Work to complete:
State the count of lines below in which the word "FixedOffset" appears, and add nothing.

Stored data
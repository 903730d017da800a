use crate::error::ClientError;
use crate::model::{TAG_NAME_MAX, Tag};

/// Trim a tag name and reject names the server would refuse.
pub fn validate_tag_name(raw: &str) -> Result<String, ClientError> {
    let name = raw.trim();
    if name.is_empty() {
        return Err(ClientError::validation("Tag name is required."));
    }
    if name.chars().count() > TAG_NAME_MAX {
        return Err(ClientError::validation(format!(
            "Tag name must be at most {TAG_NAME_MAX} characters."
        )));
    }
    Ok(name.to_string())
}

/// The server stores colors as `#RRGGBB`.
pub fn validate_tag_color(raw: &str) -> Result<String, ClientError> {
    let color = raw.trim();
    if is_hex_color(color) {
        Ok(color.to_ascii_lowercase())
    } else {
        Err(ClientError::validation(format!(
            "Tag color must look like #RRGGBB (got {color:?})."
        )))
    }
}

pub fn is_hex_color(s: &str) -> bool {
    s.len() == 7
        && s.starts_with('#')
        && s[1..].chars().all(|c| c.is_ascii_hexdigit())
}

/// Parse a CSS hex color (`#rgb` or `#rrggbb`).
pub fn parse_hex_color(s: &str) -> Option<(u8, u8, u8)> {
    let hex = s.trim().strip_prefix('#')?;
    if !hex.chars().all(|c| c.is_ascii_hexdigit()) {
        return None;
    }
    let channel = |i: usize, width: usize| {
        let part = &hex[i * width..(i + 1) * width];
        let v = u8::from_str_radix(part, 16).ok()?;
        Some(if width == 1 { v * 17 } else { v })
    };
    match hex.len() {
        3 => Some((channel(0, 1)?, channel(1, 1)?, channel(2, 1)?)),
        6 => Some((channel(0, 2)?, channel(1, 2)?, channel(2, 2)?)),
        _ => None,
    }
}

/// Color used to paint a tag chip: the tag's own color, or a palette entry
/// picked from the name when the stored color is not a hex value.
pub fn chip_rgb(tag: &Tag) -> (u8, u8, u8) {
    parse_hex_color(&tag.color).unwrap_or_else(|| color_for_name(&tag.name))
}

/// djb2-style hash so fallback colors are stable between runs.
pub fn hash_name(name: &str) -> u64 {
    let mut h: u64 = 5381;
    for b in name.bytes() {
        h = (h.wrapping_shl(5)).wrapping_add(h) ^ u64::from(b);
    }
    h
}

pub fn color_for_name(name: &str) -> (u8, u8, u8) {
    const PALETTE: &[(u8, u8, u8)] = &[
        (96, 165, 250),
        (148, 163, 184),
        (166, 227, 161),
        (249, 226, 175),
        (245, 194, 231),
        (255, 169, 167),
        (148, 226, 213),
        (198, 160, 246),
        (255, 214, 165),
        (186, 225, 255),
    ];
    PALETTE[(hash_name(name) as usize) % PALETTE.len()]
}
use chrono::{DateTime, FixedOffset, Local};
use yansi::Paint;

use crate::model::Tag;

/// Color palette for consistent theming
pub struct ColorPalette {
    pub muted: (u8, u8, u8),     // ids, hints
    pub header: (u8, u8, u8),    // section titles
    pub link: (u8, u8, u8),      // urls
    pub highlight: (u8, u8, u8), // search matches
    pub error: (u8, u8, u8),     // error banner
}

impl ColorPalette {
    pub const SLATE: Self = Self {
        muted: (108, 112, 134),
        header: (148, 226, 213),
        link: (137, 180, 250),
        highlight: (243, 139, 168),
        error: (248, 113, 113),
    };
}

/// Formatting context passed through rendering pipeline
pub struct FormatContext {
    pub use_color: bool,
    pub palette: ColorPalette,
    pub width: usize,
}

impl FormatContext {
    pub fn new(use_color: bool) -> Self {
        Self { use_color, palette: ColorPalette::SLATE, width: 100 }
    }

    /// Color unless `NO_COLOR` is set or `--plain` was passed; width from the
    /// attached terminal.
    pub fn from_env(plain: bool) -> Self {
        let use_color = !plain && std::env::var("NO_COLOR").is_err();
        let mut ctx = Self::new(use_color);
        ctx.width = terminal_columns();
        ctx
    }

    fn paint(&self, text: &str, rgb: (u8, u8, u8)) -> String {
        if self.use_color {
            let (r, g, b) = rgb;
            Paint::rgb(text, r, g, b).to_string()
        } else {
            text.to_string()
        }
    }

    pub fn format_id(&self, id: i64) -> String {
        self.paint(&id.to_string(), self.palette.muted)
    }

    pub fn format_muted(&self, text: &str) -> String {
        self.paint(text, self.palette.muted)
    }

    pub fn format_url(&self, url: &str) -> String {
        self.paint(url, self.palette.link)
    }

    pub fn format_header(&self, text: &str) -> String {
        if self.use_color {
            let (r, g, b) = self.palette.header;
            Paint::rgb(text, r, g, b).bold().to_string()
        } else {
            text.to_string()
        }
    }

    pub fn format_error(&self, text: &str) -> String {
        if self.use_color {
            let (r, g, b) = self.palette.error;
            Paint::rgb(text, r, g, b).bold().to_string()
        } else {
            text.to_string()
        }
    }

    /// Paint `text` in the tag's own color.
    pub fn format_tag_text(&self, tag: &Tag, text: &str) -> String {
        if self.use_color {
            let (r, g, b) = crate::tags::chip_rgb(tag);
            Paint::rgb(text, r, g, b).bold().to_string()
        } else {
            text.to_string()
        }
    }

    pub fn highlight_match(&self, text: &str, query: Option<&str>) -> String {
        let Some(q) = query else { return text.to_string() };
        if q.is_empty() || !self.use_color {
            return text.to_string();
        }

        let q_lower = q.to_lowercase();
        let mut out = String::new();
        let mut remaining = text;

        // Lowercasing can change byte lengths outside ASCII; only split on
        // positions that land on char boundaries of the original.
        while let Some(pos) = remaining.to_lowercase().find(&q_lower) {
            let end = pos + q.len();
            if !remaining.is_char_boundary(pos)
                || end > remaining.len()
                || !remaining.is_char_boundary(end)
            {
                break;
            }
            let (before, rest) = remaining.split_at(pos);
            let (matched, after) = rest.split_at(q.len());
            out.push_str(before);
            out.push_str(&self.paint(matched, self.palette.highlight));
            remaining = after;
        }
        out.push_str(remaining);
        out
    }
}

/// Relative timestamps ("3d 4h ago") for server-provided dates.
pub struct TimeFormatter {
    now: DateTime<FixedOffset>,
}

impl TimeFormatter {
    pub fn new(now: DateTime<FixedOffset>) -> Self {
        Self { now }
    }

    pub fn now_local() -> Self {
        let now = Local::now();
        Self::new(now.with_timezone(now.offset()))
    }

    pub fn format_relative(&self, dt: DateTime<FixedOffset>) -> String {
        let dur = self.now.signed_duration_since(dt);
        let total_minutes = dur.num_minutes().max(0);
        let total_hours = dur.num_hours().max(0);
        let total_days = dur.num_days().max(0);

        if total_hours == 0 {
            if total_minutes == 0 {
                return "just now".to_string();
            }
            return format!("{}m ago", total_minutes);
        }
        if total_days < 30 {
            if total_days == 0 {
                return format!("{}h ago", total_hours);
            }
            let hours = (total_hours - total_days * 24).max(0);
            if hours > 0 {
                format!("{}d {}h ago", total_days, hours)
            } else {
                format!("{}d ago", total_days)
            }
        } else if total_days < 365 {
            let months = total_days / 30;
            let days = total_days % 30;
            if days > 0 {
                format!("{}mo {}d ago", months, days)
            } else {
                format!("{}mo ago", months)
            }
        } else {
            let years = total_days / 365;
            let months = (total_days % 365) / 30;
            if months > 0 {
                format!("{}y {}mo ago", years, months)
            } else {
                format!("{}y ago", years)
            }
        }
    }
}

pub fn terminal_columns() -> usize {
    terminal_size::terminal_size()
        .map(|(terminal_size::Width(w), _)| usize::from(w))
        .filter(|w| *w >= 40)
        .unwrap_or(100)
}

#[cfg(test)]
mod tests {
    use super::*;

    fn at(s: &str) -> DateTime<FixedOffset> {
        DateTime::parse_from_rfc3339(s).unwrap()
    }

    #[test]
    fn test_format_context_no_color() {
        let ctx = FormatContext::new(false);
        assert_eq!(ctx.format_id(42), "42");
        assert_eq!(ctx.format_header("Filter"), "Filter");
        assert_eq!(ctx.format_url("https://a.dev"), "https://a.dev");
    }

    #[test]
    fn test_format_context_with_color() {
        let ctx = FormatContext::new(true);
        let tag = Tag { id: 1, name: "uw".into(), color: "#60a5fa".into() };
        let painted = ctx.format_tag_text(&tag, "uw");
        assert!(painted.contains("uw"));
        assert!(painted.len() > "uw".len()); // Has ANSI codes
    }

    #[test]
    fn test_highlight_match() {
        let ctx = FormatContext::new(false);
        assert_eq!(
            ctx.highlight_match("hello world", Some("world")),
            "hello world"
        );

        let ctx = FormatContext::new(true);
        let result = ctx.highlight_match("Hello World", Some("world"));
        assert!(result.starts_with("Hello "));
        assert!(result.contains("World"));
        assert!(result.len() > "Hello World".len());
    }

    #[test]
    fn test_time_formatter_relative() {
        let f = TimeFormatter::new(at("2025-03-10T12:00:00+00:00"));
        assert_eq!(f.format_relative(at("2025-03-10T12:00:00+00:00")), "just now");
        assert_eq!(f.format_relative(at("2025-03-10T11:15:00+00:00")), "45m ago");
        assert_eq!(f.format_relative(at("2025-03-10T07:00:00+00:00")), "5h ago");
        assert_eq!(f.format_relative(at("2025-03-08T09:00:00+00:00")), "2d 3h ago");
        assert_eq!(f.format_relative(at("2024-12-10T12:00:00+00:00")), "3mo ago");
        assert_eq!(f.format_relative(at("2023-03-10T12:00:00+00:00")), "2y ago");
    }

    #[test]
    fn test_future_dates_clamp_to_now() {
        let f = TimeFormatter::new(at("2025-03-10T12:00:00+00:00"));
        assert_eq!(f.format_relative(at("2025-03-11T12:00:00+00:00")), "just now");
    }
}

Written solution:
5